(What you are asked to do): Wherever the string "DateTime" appears in a line of the listing below, report that line.
━━━━━ Supplied records
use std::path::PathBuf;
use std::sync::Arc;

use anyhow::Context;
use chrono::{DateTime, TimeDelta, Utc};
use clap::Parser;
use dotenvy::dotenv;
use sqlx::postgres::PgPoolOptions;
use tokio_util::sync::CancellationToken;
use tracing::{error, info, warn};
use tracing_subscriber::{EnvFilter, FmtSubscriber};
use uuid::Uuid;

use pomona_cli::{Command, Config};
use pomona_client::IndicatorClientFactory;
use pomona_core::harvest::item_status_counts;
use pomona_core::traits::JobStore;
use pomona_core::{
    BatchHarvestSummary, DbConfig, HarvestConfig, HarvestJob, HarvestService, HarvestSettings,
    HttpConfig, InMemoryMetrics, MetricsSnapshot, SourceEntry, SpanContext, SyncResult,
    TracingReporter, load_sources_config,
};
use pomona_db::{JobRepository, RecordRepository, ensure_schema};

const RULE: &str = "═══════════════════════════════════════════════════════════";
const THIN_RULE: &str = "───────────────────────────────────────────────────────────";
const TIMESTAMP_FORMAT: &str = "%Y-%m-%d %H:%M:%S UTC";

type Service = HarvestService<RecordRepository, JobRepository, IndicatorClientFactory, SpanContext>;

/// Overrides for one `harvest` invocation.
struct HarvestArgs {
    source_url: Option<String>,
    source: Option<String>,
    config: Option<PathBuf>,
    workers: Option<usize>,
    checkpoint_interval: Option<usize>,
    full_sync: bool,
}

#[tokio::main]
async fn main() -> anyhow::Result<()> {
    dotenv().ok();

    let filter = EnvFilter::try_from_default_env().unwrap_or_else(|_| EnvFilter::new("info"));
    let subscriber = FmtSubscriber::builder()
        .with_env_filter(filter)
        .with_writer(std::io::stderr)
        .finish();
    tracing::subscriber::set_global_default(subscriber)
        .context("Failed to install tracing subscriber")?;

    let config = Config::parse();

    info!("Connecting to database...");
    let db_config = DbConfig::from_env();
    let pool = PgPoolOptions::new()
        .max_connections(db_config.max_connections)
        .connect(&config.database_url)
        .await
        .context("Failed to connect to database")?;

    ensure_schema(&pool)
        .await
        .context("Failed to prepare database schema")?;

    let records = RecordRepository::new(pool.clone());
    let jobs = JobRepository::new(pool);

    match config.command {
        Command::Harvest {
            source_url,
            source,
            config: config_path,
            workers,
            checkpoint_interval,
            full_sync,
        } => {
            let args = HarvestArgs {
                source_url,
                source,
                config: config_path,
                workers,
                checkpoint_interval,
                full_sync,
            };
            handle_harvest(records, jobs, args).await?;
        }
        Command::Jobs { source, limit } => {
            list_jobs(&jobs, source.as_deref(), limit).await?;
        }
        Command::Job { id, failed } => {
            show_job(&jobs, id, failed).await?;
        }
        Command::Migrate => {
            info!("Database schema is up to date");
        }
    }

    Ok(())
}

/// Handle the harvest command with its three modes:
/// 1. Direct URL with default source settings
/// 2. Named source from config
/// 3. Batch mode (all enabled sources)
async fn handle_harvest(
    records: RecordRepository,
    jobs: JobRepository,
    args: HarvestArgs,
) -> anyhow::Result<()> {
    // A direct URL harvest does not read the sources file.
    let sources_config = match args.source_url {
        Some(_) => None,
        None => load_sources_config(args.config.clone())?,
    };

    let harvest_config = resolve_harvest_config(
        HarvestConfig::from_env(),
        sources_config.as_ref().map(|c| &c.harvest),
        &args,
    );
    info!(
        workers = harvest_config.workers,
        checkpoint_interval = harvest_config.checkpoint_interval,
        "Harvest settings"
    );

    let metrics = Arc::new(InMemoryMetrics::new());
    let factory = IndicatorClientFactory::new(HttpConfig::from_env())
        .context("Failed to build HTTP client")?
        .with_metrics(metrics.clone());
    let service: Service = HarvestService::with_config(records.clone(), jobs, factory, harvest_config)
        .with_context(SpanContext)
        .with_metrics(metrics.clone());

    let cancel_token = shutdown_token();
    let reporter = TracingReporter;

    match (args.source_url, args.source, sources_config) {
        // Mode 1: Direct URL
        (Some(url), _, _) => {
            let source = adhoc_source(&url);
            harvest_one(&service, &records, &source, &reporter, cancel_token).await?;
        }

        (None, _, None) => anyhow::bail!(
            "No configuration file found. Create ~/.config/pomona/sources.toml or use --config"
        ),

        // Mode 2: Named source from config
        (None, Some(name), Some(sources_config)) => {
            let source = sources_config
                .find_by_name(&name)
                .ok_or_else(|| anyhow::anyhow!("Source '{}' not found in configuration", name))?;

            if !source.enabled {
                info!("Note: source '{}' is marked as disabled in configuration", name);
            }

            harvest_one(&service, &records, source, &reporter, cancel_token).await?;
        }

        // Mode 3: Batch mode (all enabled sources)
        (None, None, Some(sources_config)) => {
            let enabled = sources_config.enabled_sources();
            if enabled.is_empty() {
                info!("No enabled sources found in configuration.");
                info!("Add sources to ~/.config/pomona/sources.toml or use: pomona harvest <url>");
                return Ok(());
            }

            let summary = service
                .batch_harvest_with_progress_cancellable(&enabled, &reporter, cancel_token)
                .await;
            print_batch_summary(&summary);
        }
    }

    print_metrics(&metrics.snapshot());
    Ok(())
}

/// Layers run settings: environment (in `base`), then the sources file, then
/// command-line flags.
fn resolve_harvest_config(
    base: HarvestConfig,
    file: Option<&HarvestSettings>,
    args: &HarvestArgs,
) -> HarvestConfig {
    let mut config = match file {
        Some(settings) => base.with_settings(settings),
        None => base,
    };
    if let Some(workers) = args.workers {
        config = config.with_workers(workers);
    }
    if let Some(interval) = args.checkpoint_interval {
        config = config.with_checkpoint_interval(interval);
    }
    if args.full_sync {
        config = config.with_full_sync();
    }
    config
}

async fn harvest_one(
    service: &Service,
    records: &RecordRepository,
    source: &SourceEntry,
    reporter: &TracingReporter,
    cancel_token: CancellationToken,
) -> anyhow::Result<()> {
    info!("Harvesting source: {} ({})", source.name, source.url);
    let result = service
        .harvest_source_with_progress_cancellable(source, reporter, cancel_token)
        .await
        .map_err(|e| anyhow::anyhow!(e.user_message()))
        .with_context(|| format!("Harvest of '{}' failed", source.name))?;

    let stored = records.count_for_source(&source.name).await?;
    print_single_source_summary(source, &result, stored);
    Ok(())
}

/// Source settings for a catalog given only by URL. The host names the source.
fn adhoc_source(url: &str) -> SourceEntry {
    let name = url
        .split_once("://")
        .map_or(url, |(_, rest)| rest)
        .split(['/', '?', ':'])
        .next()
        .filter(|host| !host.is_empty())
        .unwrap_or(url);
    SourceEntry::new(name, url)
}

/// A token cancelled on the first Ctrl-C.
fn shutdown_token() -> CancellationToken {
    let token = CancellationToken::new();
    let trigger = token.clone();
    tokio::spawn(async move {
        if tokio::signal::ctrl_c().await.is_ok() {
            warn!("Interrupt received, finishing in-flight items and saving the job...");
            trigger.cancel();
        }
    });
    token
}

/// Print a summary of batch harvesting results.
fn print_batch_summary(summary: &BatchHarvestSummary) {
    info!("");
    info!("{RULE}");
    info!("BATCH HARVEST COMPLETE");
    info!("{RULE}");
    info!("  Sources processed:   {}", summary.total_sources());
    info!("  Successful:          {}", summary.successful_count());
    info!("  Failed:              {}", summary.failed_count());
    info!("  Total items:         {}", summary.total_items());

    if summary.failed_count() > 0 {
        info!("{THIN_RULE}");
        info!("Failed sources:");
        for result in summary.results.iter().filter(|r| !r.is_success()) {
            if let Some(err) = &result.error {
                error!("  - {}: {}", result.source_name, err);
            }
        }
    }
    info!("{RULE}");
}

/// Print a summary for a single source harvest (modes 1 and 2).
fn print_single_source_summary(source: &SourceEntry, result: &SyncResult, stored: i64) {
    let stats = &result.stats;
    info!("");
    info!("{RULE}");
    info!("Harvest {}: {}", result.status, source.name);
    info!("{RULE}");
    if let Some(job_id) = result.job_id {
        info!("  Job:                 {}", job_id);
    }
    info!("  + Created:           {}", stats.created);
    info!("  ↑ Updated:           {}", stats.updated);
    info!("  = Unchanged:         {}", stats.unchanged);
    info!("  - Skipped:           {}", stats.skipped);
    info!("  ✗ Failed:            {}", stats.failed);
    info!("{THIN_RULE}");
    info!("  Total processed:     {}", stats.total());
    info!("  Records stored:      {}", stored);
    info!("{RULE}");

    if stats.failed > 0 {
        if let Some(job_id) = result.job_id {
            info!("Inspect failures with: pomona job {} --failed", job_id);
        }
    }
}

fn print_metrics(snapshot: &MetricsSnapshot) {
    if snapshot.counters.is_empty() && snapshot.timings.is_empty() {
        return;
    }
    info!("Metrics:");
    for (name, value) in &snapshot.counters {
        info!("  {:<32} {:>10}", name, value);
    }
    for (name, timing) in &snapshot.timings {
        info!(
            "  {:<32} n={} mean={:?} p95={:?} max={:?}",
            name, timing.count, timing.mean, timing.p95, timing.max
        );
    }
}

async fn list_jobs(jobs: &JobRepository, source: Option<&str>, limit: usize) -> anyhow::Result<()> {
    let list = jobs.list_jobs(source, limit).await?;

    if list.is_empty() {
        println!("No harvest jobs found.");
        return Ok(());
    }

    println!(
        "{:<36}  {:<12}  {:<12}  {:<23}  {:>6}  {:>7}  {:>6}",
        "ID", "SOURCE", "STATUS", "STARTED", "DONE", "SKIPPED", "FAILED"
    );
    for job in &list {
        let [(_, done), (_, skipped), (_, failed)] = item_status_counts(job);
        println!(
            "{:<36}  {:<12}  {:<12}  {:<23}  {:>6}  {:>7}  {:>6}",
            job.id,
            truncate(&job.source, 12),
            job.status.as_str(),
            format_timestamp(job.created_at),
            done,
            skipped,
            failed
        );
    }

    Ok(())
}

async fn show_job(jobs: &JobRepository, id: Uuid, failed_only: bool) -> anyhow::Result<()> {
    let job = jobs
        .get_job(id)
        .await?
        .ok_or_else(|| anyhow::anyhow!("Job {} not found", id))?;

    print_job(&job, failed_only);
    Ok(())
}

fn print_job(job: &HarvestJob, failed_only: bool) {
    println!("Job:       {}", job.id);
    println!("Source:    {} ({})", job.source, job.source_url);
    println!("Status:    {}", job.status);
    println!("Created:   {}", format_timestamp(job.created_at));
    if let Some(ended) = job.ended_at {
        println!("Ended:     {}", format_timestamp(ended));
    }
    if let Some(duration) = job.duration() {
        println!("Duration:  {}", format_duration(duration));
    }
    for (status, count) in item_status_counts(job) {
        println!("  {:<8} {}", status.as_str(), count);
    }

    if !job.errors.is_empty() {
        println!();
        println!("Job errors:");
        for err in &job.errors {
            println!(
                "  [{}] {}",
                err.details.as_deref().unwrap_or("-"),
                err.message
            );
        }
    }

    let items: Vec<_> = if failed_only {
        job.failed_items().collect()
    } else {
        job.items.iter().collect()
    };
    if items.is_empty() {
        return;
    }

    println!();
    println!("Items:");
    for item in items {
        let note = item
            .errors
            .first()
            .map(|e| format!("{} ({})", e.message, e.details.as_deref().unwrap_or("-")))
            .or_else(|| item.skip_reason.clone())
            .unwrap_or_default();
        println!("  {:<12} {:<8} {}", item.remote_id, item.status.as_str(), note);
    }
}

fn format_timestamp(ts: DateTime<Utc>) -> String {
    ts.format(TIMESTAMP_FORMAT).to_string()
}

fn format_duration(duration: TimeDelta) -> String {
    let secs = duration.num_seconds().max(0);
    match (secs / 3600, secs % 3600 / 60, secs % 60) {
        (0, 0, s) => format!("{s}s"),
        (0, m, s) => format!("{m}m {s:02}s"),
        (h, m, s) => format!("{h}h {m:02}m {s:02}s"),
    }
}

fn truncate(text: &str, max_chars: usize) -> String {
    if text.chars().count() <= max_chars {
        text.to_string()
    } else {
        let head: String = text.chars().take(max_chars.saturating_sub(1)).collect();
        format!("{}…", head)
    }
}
━━━━━━━━━━
(Task output):
use chrono::{DateTime, TimeDelta, Utc};
fn format_timestamp(ts: DateTime<Utc>) -> String {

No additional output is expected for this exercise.